A diagnostic tool that's about the size of a credit card has identified a highly prized gut microbe.
Isolating microbes carrying genes of interest from environmental samples is important for applications in biology and medicine. However, this involves the use of genetic assays that often require lysis of microbial cells, which is not compatible with the goal of obtaining live cells for isolation and culture.
A recent development by Caltech describes the design, fabrication, biological validation, and underlying physics of a microfluidic SlipChip device that addresses this challenge. The device is composed of two conjoined plates containing 1000 microcompartments, each comprising two juxtaposed wells, one on each opposing plate.
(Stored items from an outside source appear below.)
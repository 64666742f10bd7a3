//! Room Directory
//!
//! ## 責務
//!
//! - ルームとコネクションの所属関係（双方向）の管理
//! - ルームごとのシーケンス番号の保持
//! - 空になった暗黙ルームの猶予期間後の削除
//!
//! ## ロック順序
//!
//! `rooms` → `RoomSlot::turn`（try_lock のみ）→ `RoomSlot::state` → `memberships`
//!
//! `parking_lot` のロックは `.await` をまたいで保持しません。`.await` をまたぐのは
//! 配信順序を直列化する `RoomSlot::turn` だけです。

use std::{
    collections::{BTreeSet, HashMap, hash_map::Entry},
    sync::Arc,
    time::Duration,
};

use parking_lot::Mutex;
use serde::Serialize;

use crate::{
    config::RealtimeConfig,
    domain::{ConnectionId, HistoryRepository, RealtimeError, RoomId, Sequence},
};

/// Returned by `join`
#[derive(Debug, Clone, Copy, PartialEq, Eq)]
pub struct JoinResult {
    /// Last sequence committed before this member was added. Messages after
    /// it arrive live; messages up to it are in history.
    pub sequence_at_join: Sequence,
    /// `false` when the connection was already a member
    pub newly_joined: bool,
}

/// Read-only view of a room for observability
#[derive(Debug, Clone, PartialEq, Eq, Serialize)]
pub struct RoomSummary {
    pub room: RoomId,
    pub members: usize,
    pub sequence: Sequence,
    pub explicit: bool,
}

struct RoomState {
    /// Join order
    members: Vec<ConnectionId>,
    committed: Sequence,
    explicit: bool,
    evicted: bool,
    /// Bumped on every membership change; a pending eviction only fires if
    /// the epoch it was scheduled with is still current.
    eviction_epoch: u64,
}

/// One room: membership and sequence under a short lock, plus the publish
/// turn that serializes sequence assignment, history append, and fan-out.
pub struct RoomSlot {
    id: RoomId,
    state: Mutex<RoomState>,
    turn: tokio::sync::Mutex<()>,
}

impl RoomSlot {
    fn new(id: RoomId, committed: Sequence, explicit: bool) -> Self {
        Self {
            id,
            state: Mutex::new(RoomState {
                members: Vec::new(),
                committed,
                explicit,
                evicted: false,
                eviction_epoch: 0,
            }),
            turn: tokio::sync::Mutex::new(()),
        }
    }

    pub fn id(&self) -> &RoomId {
        &self.id
    }

    /// Wait for this room's publish turn
    pub(crate) async fn publish_turn(&self) -> tokio::sync::MutexGuard<'_, ()> {
        self.turn.lock().await
    }

    /// Sequence the next publish will use, or `None` if the room was evicted
    /// and the caller must look it up again. Call only while holding the turn.
    pub(crate) fn next_sequence(&self) -> Option<Sequence> {
        let state = self.state.lock();
        (!state.evicted).then(|| state.committed.next())
    }

    /// Commit a durably appended sequence and snapshot the members that
    /// should receive it, in one critical section with `join`.
    pub(crate) fn commit(&self, sequence: Sequence) -> Vec<ConnectionId> {
        let mut state = self.state.lock();
        state.committed = sequence;
        state.members.clone()
    }

    fn summary(&self) -> RoomSummary {
        let state = self.state.lock();
        RoomSummary {
            room: self.id.clone(),
            members: state.members.len(),
            sequence: state.committed,
            explicit: state.explicit,
        }
    }
}

type RoomTable = Arc<Mutex<HashMap<RoomId, Arc<RoomSlot>>>>;

/// Owns room ↔ connection membership.
///
/// Rooms hold connection ids by value; a connection removed from the
/// registry simply stops receiving and is dropped from rooms by `leave_all`.
pub struct RoomDirectory {
    rooms: RoomTable,
    memberships: Mutex<HashMap<ConnectionId, BTreeSet<RoomId>>>,
    history: Arc<dyn HistoryRepository>,
    implicit_rooms: bool,
    grace_period: Duration,
}

impl RoomDirectory {
    pub fn new(config: &RealtimeConfig, history: Arc<dyn HistoryRepository>) -> Self {
        Self {
            rooms: Arc::new(Mutex::new(HashMap::new())),
            memberships: Mutex::new(HashMap::new()),
            history,
            implicit_rooms: config.implicit_rooms,
            grace_period: config.room_grace_period,
        }
    }

    /// Start tracking memberships of an admitted connection
    pub fn register(&self, connection: ConnectionId) {
        self.memberships.lock().entry(connection).or_default();
    }

    /// Add `connection` to `room`.
    ///
    /// Re-joining is idempotent. The sequence is read in the same critical
    /// section as the membership insert, so every later publish reaches this
    /// member live and every earlier one is in history.
    pub async fn join(
        &self,
        connection: ConnectionId,
        room: &RoomId,
    ) -> Result<JoinResult, RealtimeError> {
        loop {
            let slot = self.slot(room, self.implicit_rooms).await?;
            let mut state = slot.state.lock();
            if state.evicted {
                // evicted between lookup and lock; look up again
                continue;
            }

            let mut memberships = self.memberships.lock();
            let Some(rooms_of_connection) = memberships.get_mut(&connection) else {
                return Err(RealtimeError::ConnectionGone(connection));
            };

            let newly_joined = !state.members.contains(&connection);
            if newly_joined {
                state.members.push(connection);
                rooms_of_connection.insert(room.clone());
                state.eviction_epoch += 1;
                tracing::debug!("Connection {} joined room '{}'", connection, room);
            }

            return Ok(JoinResult {
                sequence_at_join: state.committed,
                newly_joined,
            });
        }
    }

    /// Remove `connection` from `room`. Returns whether it was a member.
    pub fn leave(&self, connection: ConnectionId, room: &RoomId) -> bool {
        let Some(slot) = self.existing(room) else {
            if let Some(rooms) = self.memberships.lock().get_mut(&connection) {
                rooms.remove(room);
            }
            return false;
        };

        let (was_member, pending_eviction) = {
            let mut state = slot.state.lock();
            let before = state.members.len();
            state.members.retain(|member| *member != connection);
            let was_member = state.members.len() != before;
            if let Some(rooms) = self.memberships.lock().get_mut(&connection) {
                rooms.remove(room);
            }
            (was_member, was_member.then(|| Self::mark_if_empty(&mut state)).flatten())
        };

        if let Some(epoch) = pending_eviction {
            self.schedule_eviction(slot, epoch);
        }
        if was_member {
            tracing::debug!("Connection {} left room '{}'", connection, room);
        }
        was_member
    }

    /// Remove every membership of `connection` and stop tracking it.
    ///
    /// Returns the rooms it was in. Idempotent.
    pub fn leave_all(&self, connection: ConnectionId) -> Vec<RoomId> {
        let rooms: Vec<RoomId> = self
            .memberships
            .lock()
            .remove(&connection)
            .map(|rooms| rooms.into_iter().collect())
            .unwrap_or_default();

        for room in &rooms {
            let Some(slot) = self.existing(room) else {
                continue;
            };
            let pending_eviction = {
                let mut state = slot.state.lock();
                state.members.retain(|member| *member != connection);
                Self::mark_if_empty(&mut state)
            };
            if let Some(epoch) = pending_eviction {
                self.schedule_eviction(slot, epoch);
            }
        }
        rooms
    }

    /// Point-in-time member snapshot, in join order
    pub fn members(&self, room: &RoomId) -> Result<Vec<ConnectionId>, RealtimeError> {
        match self.existing(room) {
            Some(slot) => Ok(slot.state.lock().members.clone()),
            None if self.implicit_rooms => Ok(Vec::new()),
            None => Err(RealtimeError::RoomNotFound(room.clone())),
        }
    }

    pub fn rooms_of(&self, connection: ConnectionId) -> BTreeSet<RoomId> {
        self.memberships
            .lock()
            .get(&connection)
            .cloned()
            .unwrap_or_default()
    }

    /// Create a room explicitly. Explicit rooms are never evicted.
    ///
    /// Returns `false` if the room already existed (it becomes explicit).
    pub async fn create_room(
        &self,
        room: &RoomId,
        retention: Option<usize>,
    ) -> Result<bool, RealtimeError> {
        self.history.set_retention(room, retention).await?;
        let existed = self.existing(room).is_some();
        let slot = self.slot(room, true).await?;
        {
            let mut state = slot.state.lock();
            state.explicit = true;
            state.eviction_epoch += 1;
        }
        if !existed {
            tracing::info!("Room '{}' created", room);
        }
        Ok(!existed)
    }

    /// Room handle for a publish, created implicitly when allowed
    pub async fn slot_for_publish(&self, room: &RoomId) -> Result<Arc<RoomSlot>, RealtimeError> {
        self.slot(room, self.implicit_rooms).await
    }

    pub fn sequence(&self, room: &RoomId) -> Option<Sequence> {
        self.existing(room).map(|slot| slot.state.lock().committed)
    }

    pub fn contains(&self, room: &RoomId) -> bool {
        self.existing(room).is_some()
    }

    /// Summaries of all rooms, sorted by room id
    pub fn summaries(&self) -> Vec<RoomSummary> {
        let slots: Vec<Arc<RoomSlot>> = self.rooms.lock().values().cloned().collect();
        let mut summaries: Vec<RoomSummary> = slots.iter().map(|slot| slot.summary()).collect();
        summaries.sort_by(|a, b| a.room.cmp(&b.room));
        summaries
    }

    fn existing(&self, room: &RoomId) -> Option<Arc<RoomSlot>> {
        self.rooms.lock().get(room).cloned()
    }

    /// Look up a room, creating it when `create` is set.
    ///
    /// A new room resumes from the history high-water mark so sequences stay
    /// gapless across eviction and recreation.
    async fn slot(&self, room: &RoomId, create: bool) -> Result<Arc<RoomSlot>, RealtimeError> {
        if let Some(slot) = self.existing(room) {
            return Ok(slot);
        }
        if !create {
            return Err(RealtimeError::RoomNotFound(room.clone()));
        }

        let seed = self.history.latest_sequence(room).await?;
        let (slot, epoch) = {
            let mut rooms = self.rooms.lock();
            match rooms.entry(room.clone()) {
                Entry::Occupied(entry) => return Ok(entry.get().clone()),
                Entry::Vacant(entry) => {
                    let slot = Arc::new(RoomSlot::new(room.clone(), seed, false));
                    entry.insert(slot.clone());
                    (slot, 0)
                }
            }
        };
        tracing::info!("Room '{}' opened at sequence {}", room, seed);

        // an implicit room nobody joins still goes away
        self.schedule_eviction(slot.clone(), epoch);
        Ok(slot)
    }

    /// Bump the epoch of an empty implicit room and return it for scheduling
    fn mark_if_empty(state: &mut RoomState) -> Option<u64> {
        if state.explicit || !state.members.is_empty() {
            return None;
        }
        state.eviction_epoch += 1;
        Some(state.eviction_epoch)
    }

    fn schedule_eviction(&self, slot: Arc<RoomSlot>, epoch: u64) {
        let rooms = self.rooms.clone();
        let grace = self.grace_period;
        tokio::spawn(async move {
            loop {
                tokio::time::sleep(grace).await;
                match try_evict(&rooms, &slot, epoch) {
                    Eviction::Busy => continue,
                    Eviction::Evicted | Eviction::Cancelled => break,
                }
            }
        });
    }
}

enum Eviction {
    Evicted,
    Cancelled,
    /// A publish holds the room's turn; try again after another grace period
    Busy,
}

fn try_evict(rooms: &RoomTable, slot: &Arc<RoomSlot>, epoch: u64) -> Eviction {
    let mut rooms = rooms.lock();
    match rooms.get(&slot.id) {
        Some(current) if Arc::ptr_eq(current, slot) => {}
        _ => return Eviction::Cancelled,
    }
    let Ok(_turn) = slot.turn.try_lock() else {
        return Eviction::Busy;
    };
    {
        let mut state = slot.state.lock();
        if state.explicit || !state.members.is_empty() || state.eviction_epoch != epoch {
            return Eviction::Cancelled;
        }
        state.evicted = true;
    }
    rooms.remove(&slot.id);
    tracing::info!("Room '{}' evicted after idle grace period", slot.id);
    Eviction::Evicted
}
Single microbial cells are stochastically confined and subsequently cultured within the microcompartments. Then, each microcompartment is split into two replica droplets, both containing microbial culture, and then controllably separate the two plates while retaining each droplet within each well. The inventors experimentally describe the droplet retention as a function of capillary pressure, viscous pressure, and viscosity of the aqueous phase. Within each pair of replicas, one can be used for genetic analysis, and the other preserves live cells for growth. This microfluidic approach provides a facile way to cultivate anaerobes from complex communities. The researchers validate this method by targeting, isolating, and culturing Bacteroides vulgatus, a core gut anaerobe, from a clinical sample. To date, this methodology has enabled isolation of a novel microbial taxon, representing a new genus.
This approach could also be extended to the study of other microorganisms and even mammalian cells or tissue samples, and may enable targeted retrieval of solutions in applications including digital PCR, sequencing, single cell analysis, and protein crystallization.